She slowly nodded. Whatever Papá and Mamá wanted...
"I'm very thirsty," she repeated.
Her father gently stroke her head and suddenly turned on his heels, walking resolutely to Victoria's tavern.
"And I suppose they didn't feed you either..." he grumbled.
z ~ z ~ z ~ z ~ z ~ z ~ z ~ z ~ z
The tavern had been buzzing with excited conversations when they arrived, the girl still in her father's arms, but the moment they crossed the threshold there was an immediate silence.
Engrossed as they were in contemplating their daughter and fussing over her, Don Alejandro and Doña Araceli were totally oblivious to it.
"Victoria!" he called out as they sat down at a secluded table near the stairs, "lemonade, please, and a jug of water!"
"Well, personally I think I will need something a bit stronger than that," Señora Valdès said. "Bring me please the same as yesterday, Señorita..."

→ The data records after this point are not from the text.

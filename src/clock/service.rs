use std::collections::HashSet;
use std::sync::Arc;

use parking_lot::Mutex;
use reqwest::Method;
use serde_json::Value;
use tracing::{debug, info, warn};

use crate::api::ApiClient;
use crate::error::{ApiError, ApiResult};
use crate::models::{ActiveShift, ClockDirection, ClockPayload, EmployeeId, EmployeeJob, EmployeeJobId, GeoCoordinate};

pub const DETERMINE_ACTION_PATH: &str = "/clock/determine-action";
pub const EMPLOYEE_JOBS_PATH: &str = "/employee-jobs/employee";
pub const ACTIVE_SHIFT_PATH: &str = "/shifts/active";
pub const CLOCK_IN_PATH: &str = "/clock/in";
pub const CLOCK_OUT_PATH: &str = "/clock/out";

/// Why a direction lookup could not be trusted.
#[derive(Debug, Clone, PartialEq)]
pub enum DegradedReason {
    /// Backend answered with something other than the three known values.
    Unrecognized(String),
    Request(ApiError),
}

impl std::fmt::Display for DegradedReason {
    fn fmt(&self, f: &mut std::fmt::Formatter<'_>) -> std::fmt::Result {
        match self {
            DegradedReason::Unrecognized(raw) => write!(f, "unrecognized clock action {:?}", raw),
            DegradedReason::Request(e) => write!(f, "{}", e),
        }
    }
}

/// Direction lookup result. A degraded lookup always displays as `Unavailable`.
#[derive(Debug, Clone, PartialEq)]
pub enum DirectionOutcome {
    Resolved(ClockDirection),
    Degraded(DegradedReason),
}

impl DirectionOutcome {
    pub fn direction(&self) -> ClockDirection {
        match self {
            DirectionOutcome::Resolved(d) => *d,
            DirectionOutcome::Degraded(_) => ClockDirection::Unavailable,
        }
    }
}

/// Accepts `"CLOCK_IN"`, `{"action":"CLOCK_IN"}` / `{"direction":...}`, or the bare text.
fn direction_from_body(body: &[u8]) -> Result<ClockDirection, String> {
    let raw = match serde_json::from_slice::<Value>(body) {
        Ok(Value::String(s)) => s,
        Ok(Value::Object(map)) => map
            .get("action")
            .or_else(|| map.get("direction"))
            .and_then(|v| v.as_str())
            .map(str::to_string)
            .unwrap_or_else(|| Value::Object(map.clone()).to_string()),
        Ok(other) => other.to_string(),
        Err(_) => String::from_utf8_lossy(body).trim().to_string(),
    };
    ClockDirection::parse(&raw).ok_or(raw)
}

/// Releases the employee's in-flight slot on drop.
struct InFlightGuard {
    set: Arc<Mutex<HashSet<EmployeeId>>>,
    employee_id: EmployeeId,
}

impl Drop for InFlightGuard {
    fn drop(&mut self) {
        self.set.lock().remove(&self.employee_id);
    }
}

/// REST calls behind the clock flows, plus the one-action-per-employee invariant.
#[derive(Debug, Clone)]
pub struct ClockService {
    client: ApiClient,
    in_flight: Arc<Mutex<HashSet<EmployeeId>>>,
}

impl ClockService {
    pub fn new(client: ApiClient) -> Self { Self { client, in_flight: Arc::new(Mutex::new(HashSet::new())) } }

    pub fn client(&self) -> &ApiClient { &self.client }

    pub fn is_acting(&self, employee_id: EmployeeId) -> bool { self.in_flight.lock().contains(&employee_id) }

    fn begin_action(&self, employee_id: EmployeeId) -> ApiResult<InFlightGuard> {
        let mut set = self.in_flight.lock();
        if !set.insert(employee_id) {
            return Err(ApiError::ActionInFlight);
        }
        Ok(InFlightGuard { set: self.in_flight.clone(), employee_id })
    }

    /// Never fails: transport errors and unknown values come back as `Degraded`.
    pub async fn determine_action(&self, employee_id: EmployeeId) -> DirectionOutcome {
        let path = format!("{}/{}", DETERMINE_ACTION_PATH, employee_id);
        let resp = match self.client.request_raw(Method::GET, &path, None).await.and_then(|r| r.into_result()) {
            Ok(r) => r,
            Err(e) => {
                warn!(target: "timeclock::clock", employee_id, error = %e, "determine-action failed");
                return DirectionOutcome::Degraded(DegradedReason::Request(e));
            }
        };
        match direction_from_body(&resp.body) {
            Ok(d) => {
                debug!(target: "timeclock::clock", employee_id, direction = %d, "direction resolved");
                DirectionOutcome::Resolved(d)
            }
            Err(raw) => {
                warn!(target: "timeclock::clock", employee_id, value = %raw, "unrecognized direction");
                DirectionOutcome::Degraded(DegradedReason::Unrecognized(raw))
            }
        }
    }

    pub async fn employee_jobs(&self, employee_id: EmployeeId) -> ApiResult<Vec<EmployeeJob>> {
        let jobs: Option<Vec<EmployeeJob>> = self.client.get(&format!("{}/{}", EMPLOYEE_JOBS_PATH, employee_id)).await?;
        Ok(jobs.unwrap_or_default())
    }

    /// 404 means no open shift. Other failures are returned.
    pub async fn active_shift_strict(&self, employee_id: EmployeeId) -> ApiResult<Option<ActiveShift>> {
        let resp = self.client.request_raw(Method::GET, &format!("{}/{}", ACTIVE_SHIFT_PATH, employee_id), None).await?;
        if resp.status == 404 {
            return Ok(None);
        }
        resp.into_result()?.json()
    }

    /// Silent variant: every failure reads as "no active shift". Non-404 failures are logged.
    pub async fn active_shift(&self, employee_id: EmployeeId) -> Option<ActiveShift> {
        match self.active_shift_strict(employee_id).await {
            Ok(shift) => shift,
            Err(e) => {
                warn!(target: "timeclock::clock", employee_id, error = %e, "active shift lookup failed, treating as none");
                None
            }
        }
    }

    pub async fn clock_in(&self, employee_id: EmployeeId, job_id: EmployeeJobId, at: GeoCoordinate) -> ApiResult<()> {
        let _guard = self.begin_action(employee_id)?;
        self.client.post_unit(CLOCK_IN_PATH, &ClockPayload::new(job_id, at)).await?;
        info!(target: "timeclock::clock", employee_id, job_id, sentinel = at.is_sentinel(), "clocked in");
        Ok(())
    }

    pub async fn clock_out(&self, employee_id: EmployeeId, at: GeoCoordinate) -> ApiResult<()> {
        let _guard = self.begin_action(employee_id)?;
        self.client.post_unit(CLOCK_OUT_PATH, &ClockPayload::new(employee_id, at)).await?;
        info!(target: "timeclock::clock", employee_id, sentinel = at.is_sentinel(), "clocked out");
        Ok(())
    }
}

#[cfg(test)]
mod tests {
    use super::*;

    #[test]
    fn direction_body_shapes() {
        assert_eq!(direction_from_body(br#""CLOCK_IN""#), Ok(ClockDirection::ClockIn));
        assert_eq!(direction_from_body(br#"{"action":"CLOCK_OUT"}"#), Ok(ClockDirection::ClockOut));
        assert_eq!(direction_from_body(br#"{"direction":"UNAVAILABLE"}"#), Ok(ClockDirection::Unavailable));
        assert_eq!(direction_from_body(b"CLOCK_IN"), Ok(ClockDirection::ClockIn));
        assert_eq!(direction_from_body(br#""ON_BREAK""#), Err("ON_BREAK".to_string()));
        assert!(direction_from_body(br#"{"other":1}"#).is_err());
        assert!(direction_from_body(b"null").is_err());
    }

    #[test]
    fn degraded_displays_unavailable() {
        let d = DirectionOutcome::Degraded(DegradedReason::Unrecognized("X".into()));
        assert_eq!(d.direction(), ClockDirection::Unavailable);
        assert_eq!(DirectionOutcome::Resolved(ClockDirection::ClockOut).direction(), ClockDirection::ClockOut);
    }
}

"Si Señora," Victoria murmured.
She quickly retreated to her counter to fetch the drinks. For once she didn't want to intrude, a feeling she rarely experienced. But she realised it was a private moment for them, even though it was taking place in a very public location, and despite her intense curiosity and wish to learn the details of this story, she refrained from imposing on her.
The child was alternatively clinging either to her mother or to Don Alejandro, the two of them nearly rivalling to cuddle her and have her in their arms. She was barely aware of her surroundings, her little world right now coming to be her mamá and her papá, the safety of their arms and the warmth of their chests.
Don Alejandro and Señora Valdès, on the other hand, were slowly becoming aware of the lingering awkwardness surrounding them. Twenty minutes after they came in, as their pitchers were almost empty and Victoria was passing by their table – mostly to discreetly eavesdrop on their quiet conversation as she'd been doing for a few minutes now – Don Alejandro called her:
"Victoria, my dear, could you please come here?"
Until then, she had managed to grasp that the girl had been kidnapped in the morning, that both her parents had been searching her all day, Don Alejandro with the soldiers and her mother on her own, and that she had finally been rescued by Zorro who had heard about it only God knew how.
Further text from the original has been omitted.